Cooper, Frederick. Africa Since 1940: The Past of the Present. New York: Cambridge University Press, 2002. A comprehensive book that focuses on the trends that drove Africa’s political climate in the twentieth century.

Davidson, Basil. Modern Africa: A Social and Political History. 3d ed. London: Longman, 1995. Reviews the social and political history of Africa in the twentieth century and surveys the colonial era, from the liberation movements to independence and beyond.

Klein, Martin A. Slavery and Colonial Rule in French West Africa. New York: Cambridge University Press, 1998. Author makes an extensive use of archival and secondary materials to shed greater light on slavery and colonialism in Africa. A thorough and rich account of developments in French West Africa in the nineteenth and twentieth century.

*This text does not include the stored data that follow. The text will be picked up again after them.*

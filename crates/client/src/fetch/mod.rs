//! Network layer.
//!
//! The worker talks to the network through the [`Network`] trait so the
//! policy can run against the real backend or an in-process stand-in.
//!
//! ### Redirects
//! - Navigations use manual redirect mode: a 3xx comes back as an
//!   opaque-redirect response, never followed.
//! - Everything else follows up to `max_redirects` redirects and reports
//!   `redirected` when the final URL differs from the requested one.
//!
//! ### Deadlines
//! - None by default. A configured `timeout_ms` applies to the whole request.

pub mod url;

use std::time::{Duration, Instant};

use cycleways_core::{Request, Response, WorkerConfig};
use reqwest::{Client, Method, header, redirect};

pub use self::url::{UrlError, is_same_origin, resolve};

/// Errors from the network layer. Any of these means "no response".
#[derive(Debug, Clone, thiserror::Error)]
pub enum NetworkError {
    /// Connection refused, DNS failure, TLS failure.
    #[error("connect failed: {0}")]
    Connect(String),

    /// Configured deadline elapsed.
    #[error("request timed out")]
    Timeout,

    /// Response started but the body could not be read.
    #[error("failed to read response: {0}")]
    Body(String),

    /// Request could not be built (bad method, bad header).
    #[error("invalid request: {0}")]
    InvalidRequest(String),
}

impl From<reqwest::Error> for NetworkError {
    fn from(err: reqwest::Error) -> Self {
        if err.is_timeout() {
            NetworkError::Timeout
        } else if err.is_body() || err.is_decode() {
            NetworkError::Body(err.to_string())
        } else if err.is_builder() {
            NetworkError::InvalidRequest(err.to_string())
        } else {
            NetworkError::Connect(err.to_string())
        }
    }
}

impl From<NetworkError> for cycleways_core::Error {
    fn from(err: NetworkError) -> Self {
        cycleways_core::Error::Network(err.to_string())
    }
}

/// Something that can answer a request from the network.
#[async_trait::async_trait]
pub trait Network: Send + Sync {
    /// Perform the request. `Err` means the request produced no response at all.
    async fn fetch(&self, request: &Request) -> Result<Response, NetworkError>;
}

/// Configuration for the HTTP network.
#[derive(Debug, Clone)]
pub struct FetchConfig {
    /// User agent string (default: "cycleways-sw/0.1")
    pub user_agent: String,

    /// Request deadline (default: none)
    pub timeout: Option<Duration>,

    /// Maximum number of redirects to follow outside navigations (default: 5)
    pub max_redirects: usize,
}

impl Default for FetchConfig {
    fn default() -> Self {
        Self { user_agent: "cycleways-sw/0.1".to_string(), timeout: None, max_redirects: 5 }
    }
}

impl From<&WorkerConfig> for FetchConfig {
    fn from(config: &WorkerConfig) -> Self {
        Self { user_agent: config.user_agent.clone(), timeout: config.timeout(), max_redirects: config.max_redirects }
    }
}

/// reqwest-backed [`Network`].
pub struct HttpNetwork {
    follow: Client,
    manual: Client,
    config: FetchConfig,
}

impl HttpNetwork {
    /// Create a new network client with the given configuration.
    pub fn new(config: FetchConfig) -> Result<Self, NetworkError> {
        let follow = Self::client(&config, redirect::Policy::limited(config.max_redirects))?;
        let manual = Self::client(&config, redirect::Policy::none())?;
        Ok(Self { follow, manual, config })
    }

    fn client(config: &FetchConfig, policy: redirect::Policy) -> Result<Client, NetworkError> {
        let mut builder = Client::builder()
            .user_agent(&config.user_agent)
            .redirect(policy)
            .use_rustls_tls()
            .gzip(true)
            .brotli(true)
            .deflate(true);

        if let Some(timeout) = config.timeout {
            builder = builder.timeout(timeout);
        }

        builder
            .build()
            .map_err(|e| NetworkError::InvalidRequest(format!("failed to build HTTP client: {e}")))
    }

    /// Get reference to the configuration.
    pub fn config(&self) -> &FetchConfig {
        &self.config
    }
}

#[async_trait::async_trait]
impl Network for HttpNetwork {
    async fn fetch(&self, request: &Request) -> Result<Response, NetworkError> {
        let start = Instant::now();
        let method =
            Method::from_bytes(request.method.as_bytes()).map_err(|e| NetworkError::InvalidRequest(e.to_string()))?;

        let client = if request.is_navigation() { &self.manual } else { &self.follow };
        let mut builder = client.request(method, request.url.clone());
        if let Some(accept) = &request.accept {
            builder = builder.header(header::ACCEPT, accept);
        }
        if let Some(body) = &request.body {
            builder = builder.body(body.clone());
        }

        let response = builder.send().await?;
        let status = response.status();

        if request.is_navigation() && status.is_redirection() {
            tracing::debug!(url = %request.url, status = status.as_u16(), "navigation redirected; opaque");
            return Ok(Response::opaque_redirect());
        }

        let redirected = response.url() != &request.url;
        let headers = response
            .headers()
            .iter()
            .filter_map(|(name, value)| value.to_str().ok().map(|v| (name.as_str().to_string(), v.to_string())))
            .collect();

        let body = response.bytes().await?;

        tracing::debug!(
            "fetched {} {} -> {} in {}ms ({} bytes)",
            request.method,
            request.url,
            status.as_u16(),
            start.elapsed().as_millis(),
            body.len()
        );

        Ok(Response {
            redirected,
            ..Response::new(status.as_u16(), status.canonical_reason().unwrap_or(""), headers, body)
        })
    }
}
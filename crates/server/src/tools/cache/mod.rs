//! Cache-related MCP tools.
//!
//! This module provides tools for inspecting the worker's SQLite store.
//! Entry tools act on the current store only.

pub mod delete;
pub mod get;
pub mod keys;
pub mod stores;

pub use delete::{CacheDeleteParams, delete_impl};
pub use get::{CacheGetParams, get_impl};
pub use keys::keys_impl;
pub use stores::stores_impl;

Manning, Patrick. Francophone Sub-Saharan Africa, 1880-1995. New York: Cambridge University Press, 1999. A critical survey of the effects of precolonial African heritage, interactions with colonial rulers, colonial rule, the transition to independence, and global economic and cultural forces on Francophone African countries.

Schmidt, Elizabeth. Mobilizing the Masses: Gender, Ethnicity, and Class in the Nationalist Movement in Guinea, 1939-1958. Portsmouth, N.H.: Heinemann, 2005. Raises major theoretical and methodological issues on anticolonial nationalism. It provides a brilliant study of the end of colonialism in Guinea. Part of the Social History of Africa series.